■ What to do ■
Look through the data below. Pick out the lines holding the string "rolled".

[Records from a dataset]
◆ ◆ ◆

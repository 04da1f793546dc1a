use std::collections::BTreeMap;
use std::collections::BTreeSet;

/// Kind of a single property change.
#[derive(Debug, Clone, Copy, PartialEq, Eq)]
pub enum ChangeType {
    Added,
    Modified,
    Deleted,
}

/// One property whose effective value changed.
#[derive(Debug, Clone, PartialEq, Eq)]
pub struct ConfigChange {
    pub namespace: String,
    pub property_name: String,
    pub old_value: Option<String>,
    pub new_value: Option<String>,
    pub change_type: ChangeType,
}

impl ConfigChange {
    pub fn new(
        namespace: impl Into<String>,
        property_name: impl Into<String>,
        old_value: Option<String>,
        new_value: Option<String>,
        change_type: ChangeType,
    ) -> Self {
        Self {
            namespace: namespace.into(),
            property_name: property_name.into(),
            old_value,
            new_value,
            change_type,
        }
    }
}

/// Raw key-level diff between two value maps.
///
/// Keys only in `new` are `Added`, keys in both with different values are
/// `Modified`, keys only in `old` are `Deleted`.
pub fn calc_property_changes(
    namespace: &str,
    old: &BTreeMap<String, String>,
    new: &BTreeMap<String, String>,
) -> Vec<ConfigChange> {
    let mut changes = Vec::new();

    for (key, new_value) in new {
        match old.get(key) {
            None => changes.push(ConfigChange::new(
                namespace,
                key,
                None,
                Some(new_value.clone()),
                ChangeType::Added,
            )),
            Some(old_value) if old_value != new_value => changes.push(ConfigChange::new(
                namespace,
                key,
                Some(old_value.clone()),
                Some(new_value.clone()),
                ChangeType::Modified,
            )),
            Some(_) => {}
        }
    }

    for (key, old_value) in old {
        if !new.contains_key(key) {
            changes.push(ConfigChange::new(
                namespace,
                key,
                Some(old_value.clone()),
                None,
                ChangeType::Deleted,
            ));
        }
    }

    changes
}

/// Set of effective changes delivered to listeners in one callback.
#[derive(Debug, Clone, PartialEq, Eq)]
pub struct ConfigChangeEvent {
    namespace: String,
    changes: BTreeMap<String, ConfigChange>,
}

impl ConfigChangeEvent {
    pub fn new(
        namespace: impl Into<String>,
        changes: BTreeMap<String, ConfigChange>,
    ) -> Self {
        Self {
            namespace: namespace.into(),
            changes,
        }
    }

    pub fn namespace(&self) -> &str {
        &self.namespace
    }

    pub fn changed_keys(&self) -> BTreeSet<&str> {
        self.changes.keys().map(String::as_str).collect()
    }

    pub fn change(
        &self,
        key: &str,
    ) -> Option<&ConfigChange> {
        self.changes.get(key)
    }

    pub fn is_changed(
        &self,
        key: &str,
    ) -> bool {
        self.changes.contains_key(key)
    }

    pub fn len(&self) -> usize {
        self.changes.len()
    }

    pub fn is_empty(&self) -> bool {
        self.changes.is_empty()
    }

    /// Copy of this event restricted to `keys`, or `None` if no key matches.
    pub fn filter_keys(
        &self,
        keys: &BTreeSet<String>,
    ) -> Option<Self> {
        let changes: BTreeMap<_, _> = self
            .changes
            .iter()
            .filter(|(k, _)| keys.contains(*k))
            .map(|(k, v)| (k.clone(), v.clone()))
            .collect();
        if changes.is_empty() {
            None
        } else {
            Some(Self::new(self.namespace.clone(), changes))
        }
    }
}
use std::sync::Arc;

use mockall::predicate::function;
use tokio_util::sync::CancellationToken;

use super::*;
use crate::model::ServiceAddress;
use crate::test_utils::test_settings;
use crate::test_utils::ScriptedHttpClient;
use crate::ClientError;
use crate::Error;

fn services_body(urls: &[&str]) -> String {
    let services: Vec<ServiceAddress> = urls.iter().map(|u| ServiceAddress::new(*u)).collect();
    serde_json::to_string(&services).unwrap()
}

#[tokio::test]
async fn test_static_locator_returns_configured_addresses() {
    let locator = StaticServiceLocator::new(["http://a:8080", "http://b:8080"]);
    let services = locator.config_services().await.unwrap();
    let urls: Vec<_> = services.iter().map(|s| s.homepage_url.as_str()).collect();
    assert_eq!(urls, vec!["http://a:8080", "http://b:8080"]);
}

#[tokio::test]
async fn test_meta_locator_queries_discovery_endpoint() {
    let mut http = MockHttpClient::new();
    http.expect_get()
        .with(function(|r: &HttpRequest| {
            r.url == "http://meta:8080/services/config?appId=someApp" && r.headers.is_empty()
        }))
        .times(1)
        .returning(|_| Ok(HttpResponse::new(200, services_body(&["http://c1:8080"]))));
    let locator = MetaServiceLocator::new("http://meta:8080", &test_settings(), Arc::new(http));

    let services = locator.config_services().await.unwrap();

    assert_eq!(services, vec![ServiceAddress::new("http://c1:8080")]);
}

/// # Case: meta server becomes unavailable
///
/// ## Criterias:
/// 1. the last good list keeps being served on errors and empty answers
#[tokio::test]
async fn test_meta_locator_serves_last_good_list() {
    let http = ScriptedHttpClient::new();
    http.respond(200, services_body(&["http://c1:8080", "http://c2:8080"]))
        .respond(503, "")
        .respond(200, "[]");
    let locator = MetaServiceLocator::new("http://meta:8080", &test_settings(), http.clone());

    let fresh = locator.refresh().await.unwrap();
    let after_error = locator.refresh().await.unwrap();
    let after_empty = locator.refresh().await.unwrap();

    assert_eq!(fresh.len(), 2);
    assert_eq!(after_error, fresh);
    assert_eq!(after_empty, fresh);
    assert_eq!(locator.config_services().await.unwrap(), fresh);
}

/// # Case: lookups once a list is known
///
/// ## Criterias:
/// 1. only the first lookup reaches the meta server
/// 2. later lookups return the cached list without any request
#[tokio::test]
async fn test_meta_locator_serves_cached_list_without_requests() {
    let http = ScriptedHttpClient::new();
    http.respond(200, services_body(&["http://c1:8080"]));
    let locator = MetaServiceLocator::new("http://meta:8080", &test_settings(), http.clone());

    for _ in 0..5 {
        let services = locator.config_services().await.unwrap();
        assert_eq!(services, vec![ServiceAddress::new("http://c1:8080")]);
    }
    assert_eq!(http.requests().len(), 1);
}

/// # Case: background refresh
///
/// ## Setup:
/// 1. the first lookup caches `c1`
/// 2. the refresh task runs with the meta server now answering `c2`
///
/// ## Criterias:
/// 1. nothing is refreshed before one interval has passed
/// 2. after the interval lookups return `c2`
/// 3. the task stops on cancel
#[tokio::test(start_paused = true)]
async fn test_meta_locator_refreshes_in_background() {
    let http = ScriptedHttpClient::new();
    http.respond(200, services_body(&["http://c1:8080"]))
        .respond(200, services_body(&["http://c2:8080"]));
    let settings = test_settings();
    let interval = settings.refresh_interval();
    let locator = Arc::new(MetaServiceLocator::new("http://meta:8080", &settings, http.clone()));
    locator.config_services().await.unwrap();

    let cancel = CancellationToken::new();
    let task = tokio::spawn(locator.clone().run_periodic_refresh(cancel.clone()));

    tokio::time::sleep(interval / 2).await;
    assert_eq!(http.requests().len(), 1);
    assert_eq!(
        locator.config_services().await.unwrap(),
        vec![ServiceAddress::new("http://c1:8080")]
    );

    tokio::time::sleep(interval).await;
    assert_eq!(http.requests().len(), 2);
    assert_eq!(
        locator.config_services().await.unwrap(),
        vec![ServiceAddress::new("http://c2:8080")]
    );

    cancel.cancel();
    task.await.unwrap().unwrap();
}

#[tokio::test]
async fn test_meta_locator_without_history_propagates_failures() {
    let http = ScriptedHttpClient::new();
    http.respond(200, "[]");
    let locator = MetaServiceLocator::new("http://meta:8080", &test_settings(), http.clone());

    let empty = locator.config_services().await.unwrap_err();
    assert!(matches!(empty, Error::Client(ClientError::NoConfigService)));

    // script drained: transport timeout
    assert!(locator.config_services().await.is_err());
}

#[tokio::test]
async fn test_meta_locator_signs_when_secret_is_set() {
    let http = ScriptedHttpClient::new();
    http.respond(200, services_body(&["http://c1:8080"]));
    let settings = crate::ClientSettings {
        access_key_secret: Some("secret".to_string()),
        ..test_settings()
    };
    let locator = MetaServiceLocator::new("http://meta:8080", &settings, http.clone());

    locator.config_services().await.unwrap();

    let request = &http.requests()[0];
    assert!(request
        .headers
        .iter()
        .any(|(name, value)| name == "Authorization" && value.starts_with("Apollo someApp:")));
}
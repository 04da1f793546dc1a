use std::future::Future;
use std::time::Duration;

use tokio::task::JoinHandle;
use tokio::time::timeout;
use tracing::error;
use tracing::warn;

use crate::NetworkError;
use crate::Result;

/// Runs `task` under `duration`, turning an elapsed deadline into
/// `NetworkError::Timeout` tagged with `url`.
pub(crate) async fn run_with_timeout<F, P>(
    url: &str,
    duration: Duration,
    task: F,
) -> Result<P>
where
    F: Future<Output = Result<P>>,
{
    match timeout(duration, task).await {
        Ok(result) => result,
        Err(_) => {
            warn!("request to {} timed out after {:?}", url, duration);
            Err(NetworkError::Timeout {
                url: url.to_string(),
                duration,
            }
            .into())
        }
    }
}

// Helper function to spawn tasks and track their JoinHandles
pub(crate) fn spawn_task<F, Fut>(
    name: &str,
    task_fn: F,
    handles: Option<&mut Vec<JoinHandle<()>>>,
) where
    F: FnOnce() -> Fut + Send + 'static,
    Fut: Future<Output = Result<()>> + Send + 'static,
{
    // Clone the name so it can be safely moved into the async block
    let name = name.to_string();
    let handle = tokio::spawn(async move {
        if let Err(e) = task_fn().await {
            error!("spawned task: {name} stopped or encountered an error: {:?}", e);
        }
    });

    if let Some(h) = handles {
        h.push(handle);
    }
}
use std::collections::VecDeque;
use std::sync::Arc;

use async_trait::async_trait;
use parking_lot::Mutex;

use crate::HttpClient;
use crate::HttpRequest;
use crate::HttpResponse;
use crate::NetworkError;
use crate::Result;

/// Answers requests from a queue in order and records what was asked.
///
/// Once the queue is drained every request times out.
#[derive(Debug, Default)]
pub struct ScriptedHttpClient {
    responses: Mutex<VecDeque<Result<HttpResponse>>>,
    requests: Mutex<Vec<HttpRequest>>,
}

impl ScriptedHttpClient {
    pub fn new() -> Arc<Self> {
        Arc::new(Self::default())
    }

    pub fn respond(
        &self,
        status: u16,
        body: impl Into<String>,
    ) -> &Self {
        self.responses.lock().push_back(Ok(HttpResponse::new(status, body)));
        self
    }

    pub fn fail(
        &self,
        url: &str,
    ) -> &Self {
        self.responses.lock().push_back(Err(NetworkError::Timeout {
            url: url.to_string(),
            duration: std::time::Duration::from_millis(1),
        }
        .into()));
        self
    }

    pub fn requests(&self) -> Vec<HttpRequest> {
        self.requests.lock().clone()
    }

    pub fn urls(&self) -> Vec<String> {
        self.requests.lock().iter().map(|r| r.url.clone()).collect()
    }

    pub fn remaining(&self) -> usize {
        self.responses.lock().len()
    }
}

#[async_trait]
impl HttpClient for ScriptedHttpClient {
    async fn get(
        &self,
        request: HttpRequest,
    ) -> Result<HttpResponse> {
        let url = request.url.clone();
        let timeout = request.timeout;
        self.requests.lock().push(request);
        let next = self.responses.lock().pop_front();
        match next {
            Some(result) => result,
            None => Err(NetworkError::Timeout { url, duration: timeout }.into()),
        }
    }
}
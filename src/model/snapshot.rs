use std::collections::BTreeMap;
use std::fmt;

use serde::Deserialize;
use serde::Serialize;

/// Where a snapshot's values came from.
#[derive(Debug, Clone, Copy, PartialEq, Eq, Serialize, Deserialize, Default)]
pub enum SourceKind {
    /// Fetched from a config service
    Remote,
    /// Loaded from the client's on-disk cache
    LocalFile,
    /// Bundled with the application
    LocalResource,
    #[default]
    None,
}

impl fmt::Display for SourceKind {
    fn fmt(
        &self,
        f: &mut fmt::Formatter<'_>,
    ) -> fmt::Result {
        let s = match self {
            SourceKind::Remote => "remote",
            SourceKind::LocalFile => "local_file",
            SourceKind::LocalResource => "local_resource",
            SourceKind::None => "none",
        };
        f.write_str(s)
    }
}

/// One immutable release of a namespace as seen by a client.
///
/// Repositories never mutate a snapshot; they publish a new `Arc<ReleaseSnapshot>`
/// instead, so readers holding the old one are unaffected.
#[derive(Debug, Clone, PartialEq, Eq)]
pub struct ReleaseSnapshot {
    namespace: String,
    release_key: String,
    values: BTreeMap<String, String>,
    source: SourceKind,
}

impl ReleaseSnapshot {
    pub fn new(
        namespace: impl Into<String>,
        release_key: impl Into<String>,
        values: BTreeMap<String, String>,
        source: SourceKind,
    ) -> Self {
        Self {
            namespace: namespace.into(),
            release_key: release_key.into(),
            values,
            source,
        }
    }

    pub fn from_response(response: ConfigResponse) -> Self {
        Self::new(
            response.namespace_name,
            response.release_key,
            response.configurations,
            SourceKind::Remote,
        )
    }

    pub fn namespace(&self) -> &str {
        &self.namespace
    }

    /// Cache validator sent back on conditional fetches.
    pub fn release_key(&self) -> &str {
        &self.release_key
    }

    pub fn values(&self) -> &BTreeMap<String, String> {
        &self.values
    }

    pub fn get(
        &self,
        key: &str,
    ) -> Option<&str> {
        self.values.get(key).map(String::as_str)
    }

    pub fn source(&self) -> SourceKind {
        self.source
    }
}

/// Body of a `200` reply to `GET /configs/{appId}/{cluster}/{namespace}`.
#[derive(Debug, Clone, PartialEq, Eq, Serialize, Deserialize)]
#[serde(rename_all = "camelCase")]
pub struct ConfigResponse {
    #[serde(default)]
    pub app_id: String,
    #[serde(default)]
    pub cluster: String,
    pub namespace_name: String,
    #[serde(default)]
    pub configurations: BTreeMap<String, String>,
    pub release_key: String,
}
//! Persistence behind the publish path.
//!
//! Two seams: [`ReleaseMessageStore`] holds the append-only release markers
//! the notification protocol is driven by, and [`ReleaseStore`] holds the
//! latest released values per watch key that `/configs` serves. Both come in a
//! sled-backed and an in-memory flavour.

mod memory;
mod sled_store;

pub use memory::*;
pub use sled_store::*;


#[cfg(test)]
use mockall::automock;

use crate::model::Release;
use crate::model::ReleaseMessage;
use crate::Result;

/// Append-only log of release markers.
///
/// # Invariants
/// - ids are assigned by the store, strictly increasing, never reused
/// - rows become visible in id order: once `n` is readable, so is every
///   surviving id below `n`
/// - rows are only ever inserted or deleted, never updated
#[cfg_attr(test, automock)]
pub trait ReleaseMessageStore: Send + Sync + 'static {
    /// Persists a new marker for `topic` and returns it with its id.
    fn save(
        &self,
        topic: &str,
    ) -> Result<ReleaseMessage>;

    fn find_by_id(
        &self,
        id: u64,
    ) -> Result<Option<ReleaseMessage>>;

    /// Up to `limit` markers of `topic` with id below `before_id`, oldest first.
    fn find_earlier(
        &self,
        topic: &str,
        before_id: u64,
        limit: usize,
    ) -> Result<Vec<ReleaseMessage>>;

    /// Up to `limit` markers of any topic with id above `after_id`, oldest first.
    fn find_after(
        &self,
        after_id: u64,
        limit: usize,
    ) -> Result<Vec<ReleaseMessage>>;

    /// Newest marker of `topic`.
    fn latest_for(
        &self,
        topic: &str,
    ) -> Result<Option<ReleaseMessage>>;

    /// Highest id ever stored and still present, 0 when empty.
    fn max_id(&self) -> Result<u64>;

    fn delete_all(
        &self,
        messages: &[ReleaseMessage],
    ) -> Result<()>;
}

/// Latest release per watch key.
#[cfg_attr(test, automock)]
pub trait ReleaseStore: Send + Sync + 'static {
    fn save_release(
        &self,
        release: &Release,
    ) -> Result<()>;

    /// Removes the release of `topic`; a missing release is not an error.
    fn delete_release(
        &self,
        topic: &str,
    ) -> Result<()>;

    fn find_release(
        &self,
        topic: &str,
    ) -> Result<Option<Release>>;
}
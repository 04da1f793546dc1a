use std::collections::BTreeMap;
use std::sync::Arc;

use autometrics::autometrics;
use nanoid::nanoid;
use parking_lot::Mutex;
use tokio::sync::mpsc;
use tokio::sync::mpsc::error::TrySendError;
use tokio::sync::watch;
use tracing::debug;
use tracing::error;
use tracing::info;
use tracing::warn;

use crate::model::Release;
use crate::model::ReleaseMessage;
use crate::time::get_now_as_u64_ms;
use crate::ReleaseMessageStore;
use crate::ReleaseStore;
use crate::Result;
use crate::ServerError;
use crate::API_SLO;
use crate::CLEANUP_FAILURES;
use crate::CLEANUP_QUEUE_DROPPED;
use crate::RELEASE_MESSAGES_CLEANED;
use crate::RELEASE_PUBLISHED;

/// Persists releases and their release messages.
///
/// Every saved message id is offered to a bounded cleanup queue. A full
/// queue drops the id: cleanup is best-effort and never slows publishing.
pub struct ReleasePublisher {
    message_store: Arc<dyn ReleaseMessageStore>,
    release_store: Arc<dyn ReleaseStore>,
    cleanup_tx: mpsc::Sender<u64>,
    // one publish at a time so a rollback never clobbers a newer release
    publish_lock: Mutex<()>,
}

impl std::fmt::Debug for ReleasePublisher {
    fn fmt(
        &self,
        f: &mut std::fmt::Formatter<'_>,
    ) -> std::fmt::Result {
        f.debug_struct("ReleasePublisher")
            .field("cleanup_capacity", &self.cleanup_tx.max_capacity())
            .finish()
    }
}

impl ReleasePublisher {
    /// Returns the publisher and the worker that drains its cleanup queue;
    /// the caller decides where the worker runs.
    pub fn new(
        message_store: Arc<dyn ReleaseMessageStore>,
        release_store: Arc<dyn ReleaseStore>,
        queue_capacity: usize,
        batch_size: usize,
    ) -> (Self, CleanupWorker) {
        let (cleanup_tx, queue) = mpsc::channel(queue_capacity.max(1));
        let worker = CleanupWorker {
            store: message_store.clone(),
            queue,
            batch_size: batch_size.max(1),
        };
        (
            Self {
                message_store,
                release_store,
                cleanup_tx,
                publish_lock: Mutex::new(()),
            },
            worker,
        )
    }

    /// Stores `configurations` as the latest release of `topic` under a
    /// fresh release key, then announces it with a release message.
    ///
    /// Either write failing fails the publish. When the message cannot be
    /// appended the previous release is put back, so `/configs` never serves
    /// values whose publish was reported as failed.
    #[autometrics(objective = API_SLO)]
    pub fn publish(
        &self,
        topic: &str,
        configurations: BTreeMap<String, String>,
    ) -> Result<ReleaseMessage> {
        if topic.trim().is_empty() {
            return Err(ServerError::EmptyTopic.into());
        }

        let _guard = self.publish_lock.lock();
        let previous = self.release_store.find_release(topic)?;
        let release = Release {
            topic: topic.to_string(),
            release_key: generate_release_key(),
            configurations,
            created_at_ms: get_now_as_u64_ms(),
        };
        if let Err(e) = self.release_store.save_release(&release) {
            error!("saving release {} for {} failed: {}", release.release_key, topic, e);
            return Err(e);
        }
        debug!("release {} saved for {}", release.release_key, topic);

        match self.send_message(topic) {
            Ok(message) => Ok(message),
            Err(e) => {
                self.rollback_release(topic, previous.as_ref(), &release.release_key);
                Err(e)
            }
        }
    }

    fn rollback_release(
        &self,
        topic: &str,
        previous: Option<&Release>,
        failed_key: &str,
    ) {
        let restored = match previous {
            Some(previous) => self.release_store.save_release(previous),
            None => self.release_store.delete_release(topic),
        };
        match restored {
            Ok(()) => warn!("release {} for {} rolled back", failed_key, topic),
            Err(e) => error!("rolling back release {} for {} failed: {}", failed_key, topic, e),
        }
    }

    /// Appends a release message for `topic` and queues the older ones of
    /// the same topic for cleanup.
    pub fn send_message(
        &self,
        topic: &str,
    ) -> Result<ReleaseMessage> {
        info!("sending message {}", topic);
        let message = match self.message_store.save(topic) {
            Ok(message) => message,
            Err(e) => {
                error!("sending message to store failed: {}", e);
                return Err(e);
            }
        };
        RELEASE_PUBLISHED.with_label_values(&[topic]).inc();

        match self.cleanup_tx.try_send(message.id) {
            Ok(()) => {}
            Err(TrySendError::Full(id)) => {
                debug!("cleanup queue full, skipping cleanup for message {}", id);
                CLEANUP_QUEUE_DROPPED.inc();
            }
            Err(TrySendError::Closed(id)) => {
                warn!("cleanup worker is gone, skipping cleanup for message {}", id);
            }
        }
        Ok(message)
    }
}

fn generate_release_key() -> String {
    format!("{}-{}", get_now_as_u64_ms(), nanoid!(12))
}

/// Single consumer of the cleanup queue.
///
/// For each queued id, deletes every older message of the same topic in
/// ascending batches until a batch comes back short.
pub struct CleanupWorker {
    store: Arc<dyn ReleaseMessageStore>,
    queue: mpsc::Receiver<u64>,
    batch_size: usize,
}

impl std::fmt::Debug for CleanupWorker {
    fn fmt(
        &self,
        f: &mut std::fmt::Formatter<'_>,
    ) -> std::fmt::Result {
        f.debug_struct("CleanupWorker")
            .field("batch_size", &self.batch_size)
            .finish()
    }
}

impl CleanupWorker {
    /// Runs until `shutdown` fires or every publisher is dropped. Failures
    /// are logged and the loop goes on.
    pub async fn run(
        mut self,
        mut shutdown: watch::Receiver<()>,
    ) -> Result<()> {
        info!("release message cleanup worker started");
        loop {
            tokio::select! {
                _ = shutdown.changed() => {
                    info!("release message cleanup worker stopped");
                    return Ok(());
                }
                next = self.queue.recv() => match next {
                    Some(id) => self.handle(id),
                    None => {
                        debug!("cleanup queue closed");
                        return Ok(());
                    }
                }
            }
        }
    }

    /// Handles whatever is queued right now without waiting.
    pub fn run_pending(&mut self) -> usize {
        let mut handled = 0;
        while let Ok(id) = self.queue.try_recv() {
            self.handle(id);
            handled += 1;
        }
        handled
    }

    fn handle(
        &self,
        id: u64,
    ) {
        if let Err(e) = self.clean_message(id) {
            error!("cleaning release messages before {} failed: {}", id, e);
            CLEANUP_FAILURES.inc();
        }
    }

    /// Returns how many messages were deleted.
    pub fn clean_message(
        &self,
        id: u64,
    ) -> Result<usize> {
        // the message may be gone already, e.g. rolled back
        let Some(message) = self.store.find_by_id(id)? else {
            debug!("release message {} no longer exists", id);
            return Ok(0);
        };

        let mut deleted = 0;
        loop {
            let batch = self
                .store
                .find_earlier(&message.topic, message.id, self.batch_size)?;
            self.store.delete_all(&batch)?;

            for removed in &batch {
                debug!(
                    message_id = removed.id,
                    topic = %removed.topic,
                    "release message cleaned"
                );
            }
            RELEASE_MESSAGES_CLEANED
                .with_label_values(&[&message.topic])
                .inc_by(batch.len() as u64);
            deleted += batch.len();

            if batch.len() < self.batch_size {
                break;
            }
        }
        Ok(deleted)
    }
}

◆ ◆ ◆

■ Answer to this exercise ■
            Ok(()) => warn!("release {} for {} rolled back", failed_key, topic),
        // the message may be gone already, e.g. rolled back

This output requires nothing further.